> REQUIRED ACTION
The records follow. Filter them to the lines that hold "teacher".
Start of PROVIDED MATERIAL
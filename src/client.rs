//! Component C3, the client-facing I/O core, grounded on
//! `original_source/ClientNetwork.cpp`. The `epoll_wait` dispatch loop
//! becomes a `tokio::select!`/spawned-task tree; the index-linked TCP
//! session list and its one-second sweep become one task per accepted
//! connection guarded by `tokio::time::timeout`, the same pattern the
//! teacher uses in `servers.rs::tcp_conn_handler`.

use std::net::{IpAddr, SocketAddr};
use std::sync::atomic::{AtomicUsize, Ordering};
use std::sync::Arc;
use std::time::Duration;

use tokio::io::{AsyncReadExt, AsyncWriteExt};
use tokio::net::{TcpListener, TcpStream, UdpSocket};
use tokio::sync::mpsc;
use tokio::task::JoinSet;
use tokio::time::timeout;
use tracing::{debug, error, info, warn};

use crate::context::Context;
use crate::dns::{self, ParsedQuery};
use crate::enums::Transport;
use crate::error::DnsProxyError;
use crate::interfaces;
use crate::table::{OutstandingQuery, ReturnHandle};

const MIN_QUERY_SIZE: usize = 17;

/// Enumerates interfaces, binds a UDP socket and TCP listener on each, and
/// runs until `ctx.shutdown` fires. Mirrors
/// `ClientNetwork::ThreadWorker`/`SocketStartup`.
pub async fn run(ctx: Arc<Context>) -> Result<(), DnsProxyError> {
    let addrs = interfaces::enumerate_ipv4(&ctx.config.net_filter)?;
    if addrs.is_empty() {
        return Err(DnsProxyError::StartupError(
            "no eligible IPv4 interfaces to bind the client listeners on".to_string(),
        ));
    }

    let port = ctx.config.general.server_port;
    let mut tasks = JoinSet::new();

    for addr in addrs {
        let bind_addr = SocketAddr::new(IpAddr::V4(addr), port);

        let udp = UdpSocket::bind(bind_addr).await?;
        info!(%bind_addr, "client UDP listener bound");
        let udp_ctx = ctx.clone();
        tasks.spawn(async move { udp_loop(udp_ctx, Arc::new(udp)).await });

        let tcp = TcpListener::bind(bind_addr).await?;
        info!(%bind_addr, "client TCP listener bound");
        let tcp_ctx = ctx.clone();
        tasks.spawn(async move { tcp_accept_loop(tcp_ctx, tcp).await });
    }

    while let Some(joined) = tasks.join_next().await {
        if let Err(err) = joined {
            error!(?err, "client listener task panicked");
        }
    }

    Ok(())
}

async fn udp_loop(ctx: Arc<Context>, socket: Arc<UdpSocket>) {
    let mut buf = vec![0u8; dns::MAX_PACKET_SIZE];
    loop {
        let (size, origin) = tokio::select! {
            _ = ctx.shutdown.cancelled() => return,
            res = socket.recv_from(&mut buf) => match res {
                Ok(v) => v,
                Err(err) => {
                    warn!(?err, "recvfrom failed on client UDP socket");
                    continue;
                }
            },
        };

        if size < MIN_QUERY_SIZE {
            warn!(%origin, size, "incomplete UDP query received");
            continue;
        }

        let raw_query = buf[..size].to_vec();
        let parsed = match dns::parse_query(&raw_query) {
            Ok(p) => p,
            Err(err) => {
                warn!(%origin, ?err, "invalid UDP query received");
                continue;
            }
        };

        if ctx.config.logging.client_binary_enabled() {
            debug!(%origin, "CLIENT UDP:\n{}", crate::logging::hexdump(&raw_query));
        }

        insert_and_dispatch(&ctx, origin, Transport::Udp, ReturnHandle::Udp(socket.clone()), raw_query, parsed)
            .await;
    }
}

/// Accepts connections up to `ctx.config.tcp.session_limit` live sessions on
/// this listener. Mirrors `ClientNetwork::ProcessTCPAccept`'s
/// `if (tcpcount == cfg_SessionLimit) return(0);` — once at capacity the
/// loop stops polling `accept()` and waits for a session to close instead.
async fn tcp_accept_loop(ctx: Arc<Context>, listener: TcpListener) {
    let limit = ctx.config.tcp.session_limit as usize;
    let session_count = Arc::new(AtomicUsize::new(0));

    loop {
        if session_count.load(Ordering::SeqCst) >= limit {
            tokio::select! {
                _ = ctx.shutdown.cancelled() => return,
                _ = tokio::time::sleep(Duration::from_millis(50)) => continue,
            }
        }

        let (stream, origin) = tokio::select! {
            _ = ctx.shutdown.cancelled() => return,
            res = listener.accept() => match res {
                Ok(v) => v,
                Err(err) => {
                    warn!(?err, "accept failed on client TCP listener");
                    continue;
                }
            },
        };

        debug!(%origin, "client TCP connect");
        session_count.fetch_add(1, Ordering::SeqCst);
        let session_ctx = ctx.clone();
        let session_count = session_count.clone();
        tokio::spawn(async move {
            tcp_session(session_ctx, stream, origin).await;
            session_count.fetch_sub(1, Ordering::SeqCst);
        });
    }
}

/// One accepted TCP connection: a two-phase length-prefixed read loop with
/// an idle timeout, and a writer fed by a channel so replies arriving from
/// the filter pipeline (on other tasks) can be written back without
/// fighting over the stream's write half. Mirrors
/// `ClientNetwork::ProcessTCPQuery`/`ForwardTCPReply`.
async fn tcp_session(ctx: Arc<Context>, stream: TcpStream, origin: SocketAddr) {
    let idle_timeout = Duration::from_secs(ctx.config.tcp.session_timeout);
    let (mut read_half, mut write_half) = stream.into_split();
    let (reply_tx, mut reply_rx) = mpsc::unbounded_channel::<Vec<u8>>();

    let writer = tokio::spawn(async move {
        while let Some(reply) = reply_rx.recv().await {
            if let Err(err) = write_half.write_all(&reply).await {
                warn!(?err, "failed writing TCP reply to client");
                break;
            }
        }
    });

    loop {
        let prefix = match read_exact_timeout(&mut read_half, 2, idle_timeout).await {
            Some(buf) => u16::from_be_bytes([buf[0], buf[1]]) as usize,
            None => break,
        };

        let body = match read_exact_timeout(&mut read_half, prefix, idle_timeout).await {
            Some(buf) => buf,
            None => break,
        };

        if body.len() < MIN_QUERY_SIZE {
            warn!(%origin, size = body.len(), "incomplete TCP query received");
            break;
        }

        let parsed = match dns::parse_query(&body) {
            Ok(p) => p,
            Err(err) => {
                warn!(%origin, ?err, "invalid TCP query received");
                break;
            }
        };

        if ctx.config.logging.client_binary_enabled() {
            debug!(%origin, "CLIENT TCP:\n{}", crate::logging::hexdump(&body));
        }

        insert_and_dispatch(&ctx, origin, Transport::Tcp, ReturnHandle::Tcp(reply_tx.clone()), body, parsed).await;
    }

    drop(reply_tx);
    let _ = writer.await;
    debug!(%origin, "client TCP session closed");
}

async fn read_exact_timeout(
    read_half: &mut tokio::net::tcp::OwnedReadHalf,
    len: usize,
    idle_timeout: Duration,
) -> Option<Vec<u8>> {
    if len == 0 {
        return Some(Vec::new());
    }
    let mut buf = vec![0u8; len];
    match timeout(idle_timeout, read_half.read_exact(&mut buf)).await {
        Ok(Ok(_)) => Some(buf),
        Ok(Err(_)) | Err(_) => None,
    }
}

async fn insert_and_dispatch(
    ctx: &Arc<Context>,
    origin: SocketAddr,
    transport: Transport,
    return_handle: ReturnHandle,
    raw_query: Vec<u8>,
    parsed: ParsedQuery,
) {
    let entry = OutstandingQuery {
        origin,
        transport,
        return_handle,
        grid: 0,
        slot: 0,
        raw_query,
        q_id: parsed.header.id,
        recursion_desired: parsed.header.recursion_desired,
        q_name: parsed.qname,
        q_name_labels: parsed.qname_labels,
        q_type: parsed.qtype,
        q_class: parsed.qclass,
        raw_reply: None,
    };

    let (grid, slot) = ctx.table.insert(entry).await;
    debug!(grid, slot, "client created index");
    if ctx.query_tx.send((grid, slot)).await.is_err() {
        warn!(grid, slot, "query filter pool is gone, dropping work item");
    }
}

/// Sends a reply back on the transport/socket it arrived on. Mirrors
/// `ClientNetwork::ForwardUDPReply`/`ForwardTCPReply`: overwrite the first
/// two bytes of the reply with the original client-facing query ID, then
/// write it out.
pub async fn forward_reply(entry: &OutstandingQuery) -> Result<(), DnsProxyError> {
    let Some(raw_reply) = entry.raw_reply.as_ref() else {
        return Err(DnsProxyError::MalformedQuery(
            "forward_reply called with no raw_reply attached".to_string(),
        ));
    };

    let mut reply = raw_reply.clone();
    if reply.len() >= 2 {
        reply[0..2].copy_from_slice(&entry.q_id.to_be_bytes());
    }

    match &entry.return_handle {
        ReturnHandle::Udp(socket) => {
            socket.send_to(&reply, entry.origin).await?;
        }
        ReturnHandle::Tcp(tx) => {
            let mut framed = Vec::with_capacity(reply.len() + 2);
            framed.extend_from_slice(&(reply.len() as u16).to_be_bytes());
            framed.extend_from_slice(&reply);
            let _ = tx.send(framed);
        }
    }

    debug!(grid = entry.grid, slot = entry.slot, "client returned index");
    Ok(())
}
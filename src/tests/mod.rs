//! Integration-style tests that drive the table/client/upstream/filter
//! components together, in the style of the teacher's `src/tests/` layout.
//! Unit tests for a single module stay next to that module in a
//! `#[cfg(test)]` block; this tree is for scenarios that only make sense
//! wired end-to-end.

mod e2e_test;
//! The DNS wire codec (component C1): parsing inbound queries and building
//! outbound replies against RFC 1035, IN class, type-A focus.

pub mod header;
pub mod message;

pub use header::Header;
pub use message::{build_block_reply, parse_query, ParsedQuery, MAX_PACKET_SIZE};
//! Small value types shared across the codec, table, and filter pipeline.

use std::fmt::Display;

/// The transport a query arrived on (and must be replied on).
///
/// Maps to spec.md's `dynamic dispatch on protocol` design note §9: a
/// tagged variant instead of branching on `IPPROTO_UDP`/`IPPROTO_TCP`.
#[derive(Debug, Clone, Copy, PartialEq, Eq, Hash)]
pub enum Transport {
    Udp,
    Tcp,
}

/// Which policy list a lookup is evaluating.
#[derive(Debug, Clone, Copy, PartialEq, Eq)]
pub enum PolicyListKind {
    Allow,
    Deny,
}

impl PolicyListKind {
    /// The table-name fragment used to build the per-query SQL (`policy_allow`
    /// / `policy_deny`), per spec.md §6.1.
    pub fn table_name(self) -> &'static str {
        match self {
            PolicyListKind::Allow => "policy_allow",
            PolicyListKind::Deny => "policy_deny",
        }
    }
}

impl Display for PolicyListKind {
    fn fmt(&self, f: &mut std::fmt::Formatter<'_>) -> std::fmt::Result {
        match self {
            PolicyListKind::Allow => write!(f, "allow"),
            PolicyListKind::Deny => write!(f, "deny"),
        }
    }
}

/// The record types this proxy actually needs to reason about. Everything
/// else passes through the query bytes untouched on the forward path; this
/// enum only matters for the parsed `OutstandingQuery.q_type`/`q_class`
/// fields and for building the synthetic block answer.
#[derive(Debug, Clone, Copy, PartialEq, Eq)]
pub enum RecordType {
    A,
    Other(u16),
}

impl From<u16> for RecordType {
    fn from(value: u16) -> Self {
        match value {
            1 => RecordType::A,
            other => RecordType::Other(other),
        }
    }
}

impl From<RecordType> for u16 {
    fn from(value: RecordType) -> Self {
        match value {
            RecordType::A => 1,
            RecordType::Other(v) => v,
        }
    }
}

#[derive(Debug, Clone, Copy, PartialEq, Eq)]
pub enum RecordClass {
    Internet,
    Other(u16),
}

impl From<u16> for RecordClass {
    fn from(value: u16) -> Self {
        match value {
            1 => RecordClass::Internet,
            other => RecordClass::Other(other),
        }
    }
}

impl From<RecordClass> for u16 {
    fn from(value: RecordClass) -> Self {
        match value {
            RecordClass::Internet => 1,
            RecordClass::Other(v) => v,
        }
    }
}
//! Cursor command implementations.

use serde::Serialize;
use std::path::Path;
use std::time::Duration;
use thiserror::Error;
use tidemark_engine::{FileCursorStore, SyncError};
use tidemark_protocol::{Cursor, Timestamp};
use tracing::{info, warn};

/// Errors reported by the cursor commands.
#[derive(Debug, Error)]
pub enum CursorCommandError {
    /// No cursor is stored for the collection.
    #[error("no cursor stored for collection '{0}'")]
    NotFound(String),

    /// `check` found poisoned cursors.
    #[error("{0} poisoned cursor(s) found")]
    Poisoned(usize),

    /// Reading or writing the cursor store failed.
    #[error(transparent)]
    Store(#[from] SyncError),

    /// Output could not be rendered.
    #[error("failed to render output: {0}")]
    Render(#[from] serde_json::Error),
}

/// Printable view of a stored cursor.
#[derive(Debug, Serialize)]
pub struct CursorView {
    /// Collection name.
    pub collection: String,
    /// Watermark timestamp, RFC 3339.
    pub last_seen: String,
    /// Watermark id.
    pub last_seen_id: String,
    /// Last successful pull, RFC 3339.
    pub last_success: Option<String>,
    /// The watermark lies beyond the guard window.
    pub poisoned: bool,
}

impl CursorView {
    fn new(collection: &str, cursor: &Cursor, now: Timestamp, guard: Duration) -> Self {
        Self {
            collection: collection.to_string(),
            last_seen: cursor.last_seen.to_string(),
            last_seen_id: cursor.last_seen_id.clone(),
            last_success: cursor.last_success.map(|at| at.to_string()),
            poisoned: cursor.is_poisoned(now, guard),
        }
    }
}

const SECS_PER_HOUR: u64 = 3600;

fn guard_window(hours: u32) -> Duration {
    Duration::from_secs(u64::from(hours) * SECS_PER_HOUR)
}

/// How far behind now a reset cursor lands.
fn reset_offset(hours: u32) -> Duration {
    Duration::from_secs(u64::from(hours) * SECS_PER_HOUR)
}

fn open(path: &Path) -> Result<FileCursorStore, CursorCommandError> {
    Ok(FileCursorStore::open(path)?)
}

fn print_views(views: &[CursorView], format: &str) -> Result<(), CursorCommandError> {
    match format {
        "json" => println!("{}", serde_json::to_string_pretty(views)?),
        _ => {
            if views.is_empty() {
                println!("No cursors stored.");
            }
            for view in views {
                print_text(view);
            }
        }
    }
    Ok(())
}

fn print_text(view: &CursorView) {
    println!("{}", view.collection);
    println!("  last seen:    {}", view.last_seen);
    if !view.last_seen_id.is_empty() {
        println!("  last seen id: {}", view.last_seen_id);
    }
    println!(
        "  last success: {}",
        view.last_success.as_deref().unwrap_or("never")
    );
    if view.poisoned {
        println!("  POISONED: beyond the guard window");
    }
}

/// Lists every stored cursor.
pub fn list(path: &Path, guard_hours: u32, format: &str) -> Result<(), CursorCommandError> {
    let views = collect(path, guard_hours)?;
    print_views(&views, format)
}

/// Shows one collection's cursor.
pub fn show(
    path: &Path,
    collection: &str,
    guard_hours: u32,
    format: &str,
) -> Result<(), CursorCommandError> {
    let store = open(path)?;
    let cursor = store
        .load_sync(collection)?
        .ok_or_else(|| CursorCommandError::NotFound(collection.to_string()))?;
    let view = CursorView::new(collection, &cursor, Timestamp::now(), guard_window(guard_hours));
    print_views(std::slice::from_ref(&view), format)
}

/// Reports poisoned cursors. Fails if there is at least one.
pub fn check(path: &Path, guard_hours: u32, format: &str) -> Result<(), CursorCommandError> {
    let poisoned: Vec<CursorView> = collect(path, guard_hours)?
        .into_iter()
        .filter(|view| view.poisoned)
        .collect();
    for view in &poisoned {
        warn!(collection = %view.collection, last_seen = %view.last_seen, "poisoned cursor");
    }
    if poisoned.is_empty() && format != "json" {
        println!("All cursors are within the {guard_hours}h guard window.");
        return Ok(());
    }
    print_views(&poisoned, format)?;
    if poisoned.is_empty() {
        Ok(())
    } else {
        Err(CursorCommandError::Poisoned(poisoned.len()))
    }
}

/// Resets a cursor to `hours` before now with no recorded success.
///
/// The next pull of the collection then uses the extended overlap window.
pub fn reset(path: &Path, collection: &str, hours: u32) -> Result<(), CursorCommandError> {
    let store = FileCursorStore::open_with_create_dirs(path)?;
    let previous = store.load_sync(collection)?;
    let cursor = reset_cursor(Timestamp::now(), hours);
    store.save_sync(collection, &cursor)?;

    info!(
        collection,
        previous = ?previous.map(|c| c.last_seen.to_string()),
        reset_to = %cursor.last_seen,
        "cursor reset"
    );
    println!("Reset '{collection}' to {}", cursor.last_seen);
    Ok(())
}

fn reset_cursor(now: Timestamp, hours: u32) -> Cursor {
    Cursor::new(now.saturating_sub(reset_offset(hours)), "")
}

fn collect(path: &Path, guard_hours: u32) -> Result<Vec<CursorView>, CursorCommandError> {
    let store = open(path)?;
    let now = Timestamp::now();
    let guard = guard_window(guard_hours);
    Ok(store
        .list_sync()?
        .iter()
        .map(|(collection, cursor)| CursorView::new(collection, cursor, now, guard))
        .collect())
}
End of PROVIDED MATERIAL
> WRITTEN REPLY
//! teacher uses in `servers.rs::tcp_conn_handler`.
//! components together, in the style of the teacher's `src/tests/` layout.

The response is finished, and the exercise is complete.